Titulaire d’une maitrise* en didactique du français à l’Université Laval, Hélène Paradis a déjà signé dans Correspondance trois articles portant respectivement sur la planification, la mise en texte et la réécriture – trois sous-processus de l’écriture. Ce quatrième et dernier article de la série fait le point sur les difficultés qui entravent la révision.

Synthèse des connaissances en didactique du français sur l’écriture et le processus scriptural.

« J’AI FINI. » Voici l’élève qui vous tend sa copie finale. Vous l’avez vu réviser, sa feuille levée devant ses yeux, tenue au bout de ses bras. Vous savez bien que malgré cela, il reste bon nombre d’erreurs de tous ordres dans son texte. Pourquoi? Qu’est-ce qui a bien pu nuire à la révision? Selon différentes recherches (voir Paradis, 2012b), des obstacles épistémologiques, psychocognitifs, affectifs et didactiques ont pu entraver le processus. Nous les expliciterons dans le présent article[1].

La révision est le sous-processus de la rédaction où l’élève relit son texte pour détecter les manques, catégoriser les erreurs et sélectionner la manière de corriger (Fayol et Heurley, 1995). Cette dernière étape de l’écriture consiste pour le scripteur à rendre son texte le plus conforme possible aux « normes phrastiques, génériques, pragmatiques, [à l’évaluer] en termes de rapport aux normes langagières enseignées » (Bucheton, 2000). Nous préférons le terme révision à celui de correction, puisque la révision est souvent effectuée sans que la correction suive, même si la correction reste l’objectif de la révision. Voyons maintenant les types d’obstacles qui risquent de faire échouerla révision.

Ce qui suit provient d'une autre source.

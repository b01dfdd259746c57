//! Statement builders.
//!
//! Columns, conditions and select fields are plain values that can be assembled
//! before the statement knows its tables. A column created with [`col`] binds to the
//! FROM table when the statement is built; one created with [`on`] binds to the
//! table of its JOIN. Building never alters the inputs, so one condition can be
//! reused across statements with different tables.
//!
//! # Usage
//!
//! ```ignore
//! use sqlweave::query::*;
//!
//! // SELECT "Person"."id", "Person"."fullName" FROM "Person"
//! //   WHERE "Person"."fullName" LIKE ? ORDER BY "Person"."createdAt" DESC LIMIT 10
//! let sql = select([col("id"), col("fullName")])
//!     .from(&person)
//!     .filter(Predicate::like(col("fullName")))
//!     .order_by(col("createdAt"), SortDir::Desc)
//!     .limit(10)
//!     .build()?;
//!
//! // INSERT INTO "Person"("createdAt", "fullName") VALUES (:createdAt, :fullName)
//! let sql = insert(&person).build()?;
//!
//! // UPDATE "Person" SET "fullName" = :fullName WHERE "id" = :id
//! let sql = update(&person).columns(["fullName"]).build()?;
//!
//! // DELETE FROM "Person" WHERE "id" = ?
//! let sql = delete(&person).build()?;
//! ```

mod column;
mod delete;
mod insert;
mod predicate;
mod resolve;
mod schema_queries;
mod select;
mod traits;
mod update;
mod variable;

pub use column::{
    ALL_COLUMNS, Column, ColumnFormat, ColumnSet, Count, Lower, SelectField, col, columns, count,
    from_columns, lower, on,
};
pub use delete::{DeleteBuilder, delete};
pub use insert::{InsertBuilder, insert};
pub use predicate::{Comparison, Logic, Operand, Operator, Predicate};
pub use schema_queries::SchemaQueries;
pub use select::{JoinMethod, SelectBuilder, SortDir, select, select_from};
pub use traits::Statement;
pub use update::{UpdateBuilder, update};
pub use variable::{Variable, VariableFormat};

pub(crate) use resolve::kept_by_select_from;
//! Embedded rank-1 lattice.
//!
//! Point `i` is `frac(phi2(i) * z + shift)` where `phi2` is the base-2
//! radical inverse. Ordering by radical inverse makes every power-of-two
//! prefix a complete lattice of that size. All arithmetic is done in 32-bit
//! fixed point so points are exact and platform independent.

/// Largest supported dimension.
pub const MAX_LATTICE_DIMENSION: usize = 20;

/// Largest supported number of points (2^20).
pub const LATTICE_CAPACITY: u64 = 1 << 20;

/// Extensible generating vector, good up to 2^20 points.
const GENERATING_VECTOR: [u64; MAX_LATTICE_DIMENSION] = [
    1, 182_667, 469_891, 498_753, 110_745, 446_247, 250_185, 118_627, 245_333, 283_199,
    408_519, 391_023, 246_327, 126_539, 399_185, 461_527, 300_343, 69_681, 516_695, 436_179,
];

const SCALE: f64 = 1.0 / 4_294_967_296.0;

/// Rank-1 lattice over the first `dimension` generating-vector entries.
#[derive(Debug, Clone)]
pub struct Rank1Lattice {
    z: Vec<u64>,
}

impl Rank1Lattice {
    /// Lattice in `dimension` dimensions. The caller checks the bound.
    #[must_use]
    pub fn new(dimension: usize) -> Self {
        Self {
            z: GENERATING_VECTOR[..dimension.min(MAX_LATTICE_DIMENSION)].to_vec(),
        }
    }

    /// Row-major coordinates of points `[start, start + count)`.
    ///
    /// `shift` holds one 32-bit fraction per dimension, or is empty for the
    /// unshifted lattice.
    #[must_use]
    pub fn fill(&self, start: u64, count: usize, shift: &[u32]) -> Vec<f64> {
        let d = self.z.len();
        let mut points = Vec::with_capacity(count * d);
        for i in start..start + count as u64 {
            #[allow(clippy::cast_possible_truncation)]
            let phi = u64::from((i as u32).reverse_bits());
            for (k, &z) in self.z.iter().enumerate() {
                let base = phi.wrapping_mul(z) & 0xFFFF_FFFF;
                let shifted = shift
                    .get(k)
                    .map_or(base, |&s| (base + u64::from(s)) & 0xFFFF_FFFF);
                #[allow(clippy::cast_precision_loss)]
                points.push(shifted as f64 * SCALE);
            }
        }
        points
    }
}
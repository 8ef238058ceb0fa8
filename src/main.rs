//! qmc CLI - adaptive quasi-Monte Carlo cubature
//!
//! Integrates a YAML experiment and prints the solution as JSON.

use std::process::ExitCode;

use qmc_cubature::cli::{run_cli, Args};

fn main() -> ExitCode {
    run_cli(Args::parse())
}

Obstacles épistémologiques

Les obstacles épistémologiques sont des connaissances ou des représentations que possède l’élève et qui nuisent à l’acquisition de connaissances plus justes. Ainsi, certains élèves considèrent l’écriture comme un processus linéaire plutôt qu’itératif; ils confondent production écrite et production orale, alors qu’il est impossible, dans le cas de cette dernière, de raturer, de corriger. D’autres considèrent que le texte existe en totalité avant son écriture, comme dicté de l’intérieur et conçu avant la mise en texte, et qu’il ne requiert donc pas de révision (Plane, 1996). Les textes qu’ils lisent – qui ne portent aucune marque de correction – peuvent les conforter dans cette idée. Peu importe la raison pour laquelle les élèves ont une représentation linéaire de l’écriture, il reste que le retour sur le texte entre en contradiction avec une telle représentation : « Pourquoi relire si j’ai déjà mis ce que j’avais en tête par écrit et que ce que j’avais en tête n’a pas changé? »

Chez les élèves pour qui réviser a son utilité, c’est parfois la définition de ce qu’est réviser qui nuit : Hayes et collab. (1987, cités dans Hayes, 1996) ont montré que des étudiants de première année d’université ne révisaient pas des structures plus vastes que la phrase. Selon les auteurs de l’étude, cela s’expliquerait entre autres par le fait que les étudiants ne considéraient tout simplement pas que corriger de façon globale entrait dans la tâche de révision d’un texte. Aussi, donner une grille dans laquelle se trouvent des aspects discursifs et textuels liés au genre de texte à produire en plus des traditionnels critères de syntaxe, de ponctuation et d’orthographe pourra élargir leur conception de la révision (Paradis, 2013b).

Obstacles psychocognitifs

Les obstacles psychocognitifs sont nombreux. D’abord, les apprentis-scripteurs sont souvent en surcharge cognitive, ce qui les empêche de réviser correctement et ce qui survient davantage quand le sujet de la rédaction est peu connu ou peu modélisé par l’élève (Paradis, 2012a; Plane, 1996). Si l’absence de stratégies de révision est vraisemblablement le problème de certains, les obstacles sont probablement liés chez d’autres à la difficulté à coordonner en mémoire de travail l’ensemble des connaissances et stratégies nécessaires à la tâche. Réviser, en effet, implique :

  • d’avoir en tête la consigne donnée par l’enseignant – ou le mandat que l’on s’est donné comme scripteur;
  • de se distancier de son texte pour éviter de considérer le texte projeté plutôt que le texte réel (voir Paradis, 2013a);
  • d’effectuer une lecture évaluative, au cours de laquelle on cesse comme lecteur de coopérer, c’est-à-dire de « boucher les trous » du texte, pour plutôt y détecter les failles, les dysfonctionnements;
  • de repérer les erreurs à tous les niveaux d’organisation du texte (Paradis, 2013b);
  • de trouver la façon de pallier les erreurs détectées : on peut constater une faiblesse, mais ne pas savoir comment y remédier. Un élève qui parviendrait à percevoir les problèmes sémantiques dans son texte, ce qui est déjà un défi, n’aura pas toujours une solution adéquate, les scripteurs apprenants ayant de faibles connaissances syntaxiques et de la difficulté à réécrire, à paraphraser, à réorganiser le texte (Fayol, 1996; Hayes, 1996);
  • de mettre en œuvre la correction appropriée.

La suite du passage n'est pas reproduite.